Problem statement = The expected output is every line from the one containing "self.generation += 1;" to the end of the data below, exactly, and no other line.

Exercise input =
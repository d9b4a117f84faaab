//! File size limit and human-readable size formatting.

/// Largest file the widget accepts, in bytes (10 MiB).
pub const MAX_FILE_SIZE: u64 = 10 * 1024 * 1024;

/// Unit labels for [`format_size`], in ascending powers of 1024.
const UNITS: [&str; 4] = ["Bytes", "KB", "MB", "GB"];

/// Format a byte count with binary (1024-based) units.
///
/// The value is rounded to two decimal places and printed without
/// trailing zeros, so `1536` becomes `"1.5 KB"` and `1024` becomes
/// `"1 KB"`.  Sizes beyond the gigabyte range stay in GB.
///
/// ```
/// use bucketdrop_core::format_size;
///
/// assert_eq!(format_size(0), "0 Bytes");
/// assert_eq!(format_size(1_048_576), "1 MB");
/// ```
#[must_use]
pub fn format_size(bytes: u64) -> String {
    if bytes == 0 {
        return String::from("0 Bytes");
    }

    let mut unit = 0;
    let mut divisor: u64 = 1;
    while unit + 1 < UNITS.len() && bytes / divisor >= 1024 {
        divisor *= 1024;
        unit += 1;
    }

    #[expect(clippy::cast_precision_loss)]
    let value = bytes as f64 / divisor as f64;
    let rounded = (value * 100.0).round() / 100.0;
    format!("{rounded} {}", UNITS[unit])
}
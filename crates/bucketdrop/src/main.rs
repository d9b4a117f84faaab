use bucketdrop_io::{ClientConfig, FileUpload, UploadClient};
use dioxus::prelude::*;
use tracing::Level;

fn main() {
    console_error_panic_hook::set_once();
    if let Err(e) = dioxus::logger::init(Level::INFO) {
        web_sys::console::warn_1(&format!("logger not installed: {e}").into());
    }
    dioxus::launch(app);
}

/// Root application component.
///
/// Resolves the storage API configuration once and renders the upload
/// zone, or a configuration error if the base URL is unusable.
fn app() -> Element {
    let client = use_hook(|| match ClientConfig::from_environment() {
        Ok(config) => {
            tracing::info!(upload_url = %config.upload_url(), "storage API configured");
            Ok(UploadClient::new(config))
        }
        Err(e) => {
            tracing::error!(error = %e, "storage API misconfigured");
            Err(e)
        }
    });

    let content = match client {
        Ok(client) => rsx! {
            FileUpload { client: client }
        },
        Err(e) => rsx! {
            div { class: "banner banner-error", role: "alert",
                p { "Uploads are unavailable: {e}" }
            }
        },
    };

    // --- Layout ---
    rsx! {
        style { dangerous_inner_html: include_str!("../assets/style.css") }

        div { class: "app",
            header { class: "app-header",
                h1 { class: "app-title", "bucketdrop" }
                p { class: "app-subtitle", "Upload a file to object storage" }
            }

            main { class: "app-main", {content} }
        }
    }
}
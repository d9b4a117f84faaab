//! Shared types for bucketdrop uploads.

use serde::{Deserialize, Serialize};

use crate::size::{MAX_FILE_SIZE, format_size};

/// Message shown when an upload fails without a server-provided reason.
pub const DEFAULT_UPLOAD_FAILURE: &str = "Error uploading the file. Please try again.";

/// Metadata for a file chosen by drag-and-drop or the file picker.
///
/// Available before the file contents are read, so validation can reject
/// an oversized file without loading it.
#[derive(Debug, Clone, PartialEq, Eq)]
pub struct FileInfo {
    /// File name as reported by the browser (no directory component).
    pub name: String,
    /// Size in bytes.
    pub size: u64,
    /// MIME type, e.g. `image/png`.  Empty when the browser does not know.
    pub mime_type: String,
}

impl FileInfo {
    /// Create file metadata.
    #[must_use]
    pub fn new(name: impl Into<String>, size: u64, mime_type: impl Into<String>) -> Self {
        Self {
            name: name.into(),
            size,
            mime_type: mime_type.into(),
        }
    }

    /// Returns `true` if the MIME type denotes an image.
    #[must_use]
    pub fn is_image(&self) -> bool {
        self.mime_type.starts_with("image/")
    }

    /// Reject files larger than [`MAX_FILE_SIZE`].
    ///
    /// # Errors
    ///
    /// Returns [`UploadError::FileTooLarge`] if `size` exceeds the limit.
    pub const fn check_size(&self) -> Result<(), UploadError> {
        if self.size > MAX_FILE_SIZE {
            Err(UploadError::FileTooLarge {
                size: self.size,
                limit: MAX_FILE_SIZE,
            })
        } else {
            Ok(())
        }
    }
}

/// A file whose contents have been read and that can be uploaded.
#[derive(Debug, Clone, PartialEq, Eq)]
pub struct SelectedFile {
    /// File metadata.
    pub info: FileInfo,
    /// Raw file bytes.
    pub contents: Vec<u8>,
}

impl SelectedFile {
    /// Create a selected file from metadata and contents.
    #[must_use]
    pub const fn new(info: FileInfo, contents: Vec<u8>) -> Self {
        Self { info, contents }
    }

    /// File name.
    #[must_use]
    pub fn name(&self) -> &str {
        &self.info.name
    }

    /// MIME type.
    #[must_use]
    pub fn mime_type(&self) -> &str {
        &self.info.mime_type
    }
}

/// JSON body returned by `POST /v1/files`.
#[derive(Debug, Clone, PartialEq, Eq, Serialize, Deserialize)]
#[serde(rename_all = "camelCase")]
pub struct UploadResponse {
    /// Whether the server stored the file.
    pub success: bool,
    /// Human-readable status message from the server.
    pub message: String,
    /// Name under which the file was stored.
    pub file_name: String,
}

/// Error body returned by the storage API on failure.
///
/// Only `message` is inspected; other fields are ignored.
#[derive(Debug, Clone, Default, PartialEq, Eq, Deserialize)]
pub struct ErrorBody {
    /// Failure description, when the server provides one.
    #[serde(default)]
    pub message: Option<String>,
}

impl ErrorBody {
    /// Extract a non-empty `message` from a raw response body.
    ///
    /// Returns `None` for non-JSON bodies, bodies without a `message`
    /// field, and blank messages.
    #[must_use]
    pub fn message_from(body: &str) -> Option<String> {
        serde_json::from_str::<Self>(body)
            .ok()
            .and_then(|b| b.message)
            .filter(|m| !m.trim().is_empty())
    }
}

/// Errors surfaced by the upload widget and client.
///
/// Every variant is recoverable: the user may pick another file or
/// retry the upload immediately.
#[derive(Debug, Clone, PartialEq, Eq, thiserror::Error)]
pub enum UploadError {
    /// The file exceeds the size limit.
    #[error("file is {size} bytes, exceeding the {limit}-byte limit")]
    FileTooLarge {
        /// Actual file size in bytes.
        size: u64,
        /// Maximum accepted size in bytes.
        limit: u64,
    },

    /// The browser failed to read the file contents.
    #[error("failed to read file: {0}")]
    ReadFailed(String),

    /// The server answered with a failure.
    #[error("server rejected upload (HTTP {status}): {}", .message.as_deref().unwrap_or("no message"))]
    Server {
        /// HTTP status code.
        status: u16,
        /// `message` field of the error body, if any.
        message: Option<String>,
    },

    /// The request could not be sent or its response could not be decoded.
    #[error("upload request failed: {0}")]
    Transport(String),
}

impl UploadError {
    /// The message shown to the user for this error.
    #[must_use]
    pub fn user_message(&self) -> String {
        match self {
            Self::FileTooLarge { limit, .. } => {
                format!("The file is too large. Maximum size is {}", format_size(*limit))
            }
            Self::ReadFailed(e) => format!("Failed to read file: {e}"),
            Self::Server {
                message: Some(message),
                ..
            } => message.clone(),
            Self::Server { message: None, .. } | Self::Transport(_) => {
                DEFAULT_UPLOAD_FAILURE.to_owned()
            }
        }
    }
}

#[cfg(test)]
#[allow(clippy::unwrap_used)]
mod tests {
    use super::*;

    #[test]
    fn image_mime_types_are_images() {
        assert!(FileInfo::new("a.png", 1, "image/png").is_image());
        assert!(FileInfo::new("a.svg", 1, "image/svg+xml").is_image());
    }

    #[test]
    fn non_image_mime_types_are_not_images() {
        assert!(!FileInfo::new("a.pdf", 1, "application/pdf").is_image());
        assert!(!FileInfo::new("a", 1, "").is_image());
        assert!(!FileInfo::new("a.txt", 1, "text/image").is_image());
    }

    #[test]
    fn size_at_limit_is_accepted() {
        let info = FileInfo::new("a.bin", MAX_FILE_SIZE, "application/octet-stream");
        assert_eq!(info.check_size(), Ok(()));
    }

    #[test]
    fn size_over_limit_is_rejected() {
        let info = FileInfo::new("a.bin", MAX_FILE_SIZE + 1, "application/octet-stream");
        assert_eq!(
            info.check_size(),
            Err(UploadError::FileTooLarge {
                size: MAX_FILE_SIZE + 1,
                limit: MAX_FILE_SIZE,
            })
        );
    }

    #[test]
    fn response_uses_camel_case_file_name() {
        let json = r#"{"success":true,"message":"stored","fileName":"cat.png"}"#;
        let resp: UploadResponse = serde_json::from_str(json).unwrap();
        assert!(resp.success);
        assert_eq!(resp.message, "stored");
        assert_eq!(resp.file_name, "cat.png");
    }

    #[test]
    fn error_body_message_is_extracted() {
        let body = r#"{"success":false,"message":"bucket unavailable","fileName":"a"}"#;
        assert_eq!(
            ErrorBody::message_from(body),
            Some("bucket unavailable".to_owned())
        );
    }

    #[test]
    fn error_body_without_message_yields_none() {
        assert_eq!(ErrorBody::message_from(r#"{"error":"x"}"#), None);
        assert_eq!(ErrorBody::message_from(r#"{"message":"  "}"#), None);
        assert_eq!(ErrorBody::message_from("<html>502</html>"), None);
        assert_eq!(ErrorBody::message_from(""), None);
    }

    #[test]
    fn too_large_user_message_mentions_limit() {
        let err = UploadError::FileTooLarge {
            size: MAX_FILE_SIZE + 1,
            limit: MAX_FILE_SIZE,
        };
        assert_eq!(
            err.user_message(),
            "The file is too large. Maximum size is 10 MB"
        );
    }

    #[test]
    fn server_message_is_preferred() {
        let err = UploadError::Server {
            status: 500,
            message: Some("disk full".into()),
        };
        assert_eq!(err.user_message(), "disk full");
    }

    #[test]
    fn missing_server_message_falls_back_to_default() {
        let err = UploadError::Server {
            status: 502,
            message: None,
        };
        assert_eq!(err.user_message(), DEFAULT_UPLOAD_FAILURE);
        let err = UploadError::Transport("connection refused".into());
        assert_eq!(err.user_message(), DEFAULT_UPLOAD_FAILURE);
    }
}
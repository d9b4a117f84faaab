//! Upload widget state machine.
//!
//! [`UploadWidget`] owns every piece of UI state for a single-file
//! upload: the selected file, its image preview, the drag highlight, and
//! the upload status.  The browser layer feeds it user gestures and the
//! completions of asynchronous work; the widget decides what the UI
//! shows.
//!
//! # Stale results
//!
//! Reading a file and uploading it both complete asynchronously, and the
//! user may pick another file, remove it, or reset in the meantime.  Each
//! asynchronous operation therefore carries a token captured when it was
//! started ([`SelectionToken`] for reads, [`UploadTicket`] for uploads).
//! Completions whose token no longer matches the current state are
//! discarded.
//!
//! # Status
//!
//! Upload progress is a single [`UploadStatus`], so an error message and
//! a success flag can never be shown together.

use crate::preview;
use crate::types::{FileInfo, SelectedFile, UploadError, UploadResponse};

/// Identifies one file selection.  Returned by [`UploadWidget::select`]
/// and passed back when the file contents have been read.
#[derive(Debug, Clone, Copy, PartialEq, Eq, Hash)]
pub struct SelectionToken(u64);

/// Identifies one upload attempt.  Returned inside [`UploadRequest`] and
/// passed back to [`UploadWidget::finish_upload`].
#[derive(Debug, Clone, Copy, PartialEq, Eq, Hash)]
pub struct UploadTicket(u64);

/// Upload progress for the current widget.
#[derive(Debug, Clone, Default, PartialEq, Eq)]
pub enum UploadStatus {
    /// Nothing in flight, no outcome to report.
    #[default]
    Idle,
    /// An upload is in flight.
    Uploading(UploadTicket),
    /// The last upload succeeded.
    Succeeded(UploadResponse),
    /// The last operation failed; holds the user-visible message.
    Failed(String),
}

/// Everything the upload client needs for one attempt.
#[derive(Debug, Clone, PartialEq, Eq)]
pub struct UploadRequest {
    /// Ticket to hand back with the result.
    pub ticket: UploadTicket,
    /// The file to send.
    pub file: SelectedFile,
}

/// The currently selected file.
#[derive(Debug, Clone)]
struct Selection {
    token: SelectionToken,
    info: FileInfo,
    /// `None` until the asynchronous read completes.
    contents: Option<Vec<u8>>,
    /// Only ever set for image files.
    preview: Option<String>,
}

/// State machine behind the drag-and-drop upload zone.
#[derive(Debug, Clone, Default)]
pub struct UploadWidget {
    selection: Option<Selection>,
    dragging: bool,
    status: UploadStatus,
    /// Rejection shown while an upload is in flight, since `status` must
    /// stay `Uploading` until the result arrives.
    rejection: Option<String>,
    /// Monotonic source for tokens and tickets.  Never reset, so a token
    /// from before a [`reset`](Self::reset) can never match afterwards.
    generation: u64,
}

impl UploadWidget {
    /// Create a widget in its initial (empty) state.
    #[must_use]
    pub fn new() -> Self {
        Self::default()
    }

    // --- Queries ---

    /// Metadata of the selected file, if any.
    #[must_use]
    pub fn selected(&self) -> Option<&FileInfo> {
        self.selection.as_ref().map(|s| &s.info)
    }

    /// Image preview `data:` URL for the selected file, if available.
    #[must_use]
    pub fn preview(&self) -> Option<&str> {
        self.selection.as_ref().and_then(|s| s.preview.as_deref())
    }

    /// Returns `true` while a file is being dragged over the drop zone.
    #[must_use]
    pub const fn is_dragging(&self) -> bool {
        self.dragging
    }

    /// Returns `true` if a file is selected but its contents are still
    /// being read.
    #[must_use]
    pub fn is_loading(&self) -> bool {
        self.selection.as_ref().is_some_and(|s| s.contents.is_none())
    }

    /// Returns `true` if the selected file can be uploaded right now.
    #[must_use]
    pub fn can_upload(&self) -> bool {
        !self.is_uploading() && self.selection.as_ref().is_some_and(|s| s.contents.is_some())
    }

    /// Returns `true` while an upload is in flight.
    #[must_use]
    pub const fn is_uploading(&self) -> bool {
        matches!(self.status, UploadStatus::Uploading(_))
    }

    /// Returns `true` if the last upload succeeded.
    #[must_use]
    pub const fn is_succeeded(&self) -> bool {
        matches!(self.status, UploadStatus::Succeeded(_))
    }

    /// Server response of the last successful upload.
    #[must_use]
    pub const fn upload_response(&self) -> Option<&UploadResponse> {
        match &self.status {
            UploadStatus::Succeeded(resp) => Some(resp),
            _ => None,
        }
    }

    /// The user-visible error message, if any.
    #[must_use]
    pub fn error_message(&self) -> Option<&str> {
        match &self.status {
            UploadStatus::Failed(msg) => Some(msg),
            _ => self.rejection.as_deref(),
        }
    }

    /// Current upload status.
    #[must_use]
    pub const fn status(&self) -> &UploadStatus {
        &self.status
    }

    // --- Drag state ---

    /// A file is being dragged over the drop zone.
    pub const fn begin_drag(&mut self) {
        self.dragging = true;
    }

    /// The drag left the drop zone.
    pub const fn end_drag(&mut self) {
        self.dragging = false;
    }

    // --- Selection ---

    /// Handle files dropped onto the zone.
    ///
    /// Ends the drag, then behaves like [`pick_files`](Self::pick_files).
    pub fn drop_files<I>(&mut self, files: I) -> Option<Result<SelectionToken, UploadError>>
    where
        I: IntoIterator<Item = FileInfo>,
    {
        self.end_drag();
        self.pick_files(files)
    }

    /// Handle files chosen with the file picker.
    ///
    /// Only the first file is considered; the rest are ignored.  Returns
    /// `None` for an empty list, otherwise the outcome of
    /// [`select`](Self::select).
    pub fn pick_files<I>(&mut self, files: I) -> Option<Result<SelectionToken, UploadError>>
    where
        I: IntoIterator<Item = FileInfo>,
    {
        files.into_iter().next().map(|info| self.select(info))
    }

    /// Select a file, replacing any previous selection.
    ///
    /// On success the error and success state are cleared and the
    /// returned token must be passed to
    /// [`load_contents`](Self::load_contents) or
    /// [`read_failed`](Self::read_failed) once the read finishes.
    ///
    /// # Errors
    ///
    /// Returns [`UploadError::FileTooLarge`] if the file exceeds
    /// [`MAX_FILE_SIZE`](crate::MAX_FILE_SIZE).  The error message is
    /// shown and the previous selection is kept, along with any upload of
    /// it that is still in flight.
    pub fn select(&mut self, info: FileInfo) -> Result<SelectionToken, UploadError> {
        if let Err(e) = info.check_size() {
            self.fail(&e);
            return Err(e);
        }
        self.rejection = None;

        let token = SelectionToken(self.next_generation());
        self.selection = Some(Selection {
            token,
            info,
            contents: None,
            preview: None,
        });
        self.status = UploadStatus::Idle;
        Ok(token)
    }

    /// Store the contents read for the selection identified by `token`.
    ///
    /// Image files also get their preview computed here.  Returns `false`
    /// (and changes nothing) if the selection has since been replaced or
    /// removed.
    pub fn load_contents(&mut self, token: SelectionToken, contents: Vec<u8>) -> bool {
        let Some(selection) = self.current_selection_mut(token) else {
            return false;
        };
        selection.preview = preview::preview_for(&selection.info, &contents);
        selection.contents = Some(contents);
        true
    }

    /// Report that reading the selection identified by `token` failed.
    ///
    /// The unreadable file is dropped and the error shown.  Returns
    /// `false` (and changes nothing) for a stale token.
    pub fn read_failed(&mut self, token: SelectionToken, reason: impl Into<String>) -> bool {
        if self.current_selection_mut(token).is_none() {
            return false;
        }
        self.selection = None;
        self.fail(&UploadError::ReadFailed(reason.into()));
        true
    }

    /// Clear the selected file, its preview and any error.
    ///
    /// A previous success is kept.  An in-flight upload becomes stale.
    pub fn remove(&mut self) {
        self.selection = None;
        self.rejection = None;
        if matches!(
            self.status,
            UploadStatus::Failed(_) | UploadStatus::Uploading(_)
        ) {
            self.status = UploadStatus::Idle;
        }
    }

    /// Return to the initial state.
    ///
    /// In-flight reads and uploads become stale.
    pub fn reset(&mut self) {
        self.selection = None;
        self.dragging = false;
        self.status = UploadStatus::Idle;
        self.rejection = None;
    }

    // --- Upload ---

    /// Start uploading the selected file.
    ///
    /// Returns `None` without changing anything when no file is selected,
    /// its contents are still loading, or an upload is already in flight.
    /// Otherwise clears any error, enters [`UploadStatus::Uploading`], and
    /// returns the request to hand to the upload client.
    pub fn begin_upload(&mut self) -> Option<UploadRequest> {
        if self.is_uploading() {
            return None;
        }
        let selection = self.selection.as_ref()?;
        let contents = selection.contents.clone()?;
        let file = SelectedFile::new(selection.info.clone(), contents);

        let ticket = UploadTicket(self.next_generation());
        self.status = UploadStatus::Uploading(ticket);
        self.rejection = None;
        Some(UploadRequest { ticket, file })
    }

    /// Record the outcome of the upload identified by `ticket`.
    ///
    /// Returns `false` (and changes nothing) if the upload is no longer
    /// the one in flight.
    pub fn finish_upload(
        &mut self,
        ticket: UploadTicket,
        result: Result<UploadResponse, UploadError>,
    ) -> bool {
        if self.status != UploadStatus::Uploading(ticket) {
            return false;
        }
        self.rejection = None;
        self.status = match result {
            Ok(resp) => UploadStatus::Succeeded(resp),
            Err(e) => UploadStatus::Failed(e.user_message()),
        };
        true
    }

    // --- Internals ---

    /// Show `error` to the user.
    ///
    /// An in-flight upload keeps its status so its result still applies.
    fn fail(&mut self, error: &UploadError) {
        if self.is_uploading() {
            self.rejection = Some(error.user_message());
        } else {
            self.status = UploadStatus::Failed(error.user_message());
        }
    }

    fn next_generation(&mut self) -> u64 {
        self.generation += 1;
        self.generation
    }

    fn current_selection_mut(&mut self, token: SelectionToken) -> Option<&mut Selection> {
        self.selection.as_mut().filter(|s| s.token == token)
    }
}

Exercise output =
        self.generation += 1;
        self.generation
    }

    fn current_selection_mut(&mut self, token: SelectionToken) -> Option<&mut Selection> {
        self.selection.as_mut().filter(|s| s.token == token)
    }
}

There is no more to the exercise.